BEGIN Exercise materials

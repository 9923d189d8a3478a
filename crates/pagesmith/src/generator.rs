//! Page-generation pipeline and turn handler
//!
//! [`PageGenerator`] is the one-agent, one-task pipeline: fill the task
//! template with the user's description, send it to the model under
//! the developer-agent instructions, hand the response back verbatim.
//! [`ChatSession`] wraps it with the transcript bookkeeping for one
//! chat conversation.

use std::collections::HashMap;
use std::sync::Arc;

use tracing::{debug, info};

use crate::error::{Error, Result};
use crate::language_models::ChatModel;
use crate::messages::Message;
use crate::prompt::{PromptTemplate, DEVELOPER_AGENT_INSTRUCTIONS, PAGE_TASK_TEMPLATE};
use crate::transcript::Transcript;

/// Single-agent HTML generation pipeline.
///
/// Runs exactly one model call per invocation: no retries, no
/// branching, no post-processing of the response.
pub struct PageGenerator {
    model: Arc<dyn ChatModel>,
    system_instructions: String,
    task_template: PromptTemplate,
}

impl PageGenerator {
    /// Create a generator with the default developer-agent prompts.
    #[must_use]
    pub fn new(model: Arc<dyn ChatModel>) -> Self {
        Self {
            model,
            system_instructions: DEVELOPER_AGENT_INSTRUCTIONS.to_string(),
            task_template: PromptTemplate::new(PAGE_TASK_TEMPLATE),
        }
    }

    /// Replace the system instructions.
    #[must_use]
    pub fn with_system_instructions(mut self, instructions: impl Into<String>) -> Self {
        self.system_instructions = instructions.into();
        self
    }

    /// Replace the task template. It must take a `{specification}`
    /// variable.
    #[must_use]
    pub fn with_task_template(mut self, template: PromptTemplate) -> Self {
        self.task_template = template;
        self
    }

    /// Generate an HTML document for the given page description.
    ///
    /// The description must be non-empty. The return value is the
    /// model's output verbatim: no sanitization, no schema validation.
    pub async fn generate(&self, specification: &str) -> Result<String> {
        if specification.trim().is_empty() {
            return Err(Error::invalid_input("page description must not be empty"));
        }

        let mut variables = HashMap::new();
        variables.insert("specification".to_string(), specification.to_string());
        let prompt = self.task_template.format(&variables)?;

        let messages = vec![
            Message::system(&self.system_instructions),
            Message::human(prompt),
        ];

        debug!(
            model = self.model.model_name(),
            spec_len = specification.len(),
            "requesting page generation"
        );
        let result = self.model.generate(&messages).await?;

        if let Some(usage) = result.usage {
            info!(
                model = self.model.model_name(),
                input_tokens = usage.input_tokens,
                output_tokens = usage.output_tokens,
                "page generated"
            );
        } else {
            info!(model = self.model.model_name(), "page generated");
        }

        Ok(result.content)
    }
}

/// One chat conversation: a transcript plus the generator that serves
/// its turns.
///
/// Turns run strictly one at a time (`&mut self`); each `submit` blocks
/// until its model call returns.
pub struct ChatSession {
    transcript: Transcript,
    generator: PageGenerator,
}

impl ChatSession {
    /// Create a session with an empty transcript.
    #[must_use]
    pub fn new(generator: PageGenerator) -> Self {
        Self {
            transcript: Transcript::new(),
            generator,
        }
    }

    /// The conversation so far.
    #[must_use]
    pub fn transcript(&self) -> &Transcript {
        &self.transcript
    }

    /// Process one user submission.
    ///
    /// Empty submissions change nothing. Otherwise the user turn is
    /// appended before the model call; on success exactly one assistant
    /// turn with the raw output follows it, on failure the error
    /// propagates and the user turn stays without a counterpart.
    pub async fn submit(&mut self, user_text: &str) -> Result<String> {
        if user_text.trim().is_empty() {
            return Err(Error::invalid_input("page description must not be empty"));
        }

        self.transcript.push_user(user_text);
        let html = self.generator.generate(user_text).await?;
        self.transcript.push_assistant(html.clone());
        Ok(html)
    }
}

END Exercise materials

*What you are asked to do*. Out of the material above, gather each line where "Replace" appears.

*Your solution*.
    /// Replace the system instructions.
    /// Replace the task template. It must take a `{specification}`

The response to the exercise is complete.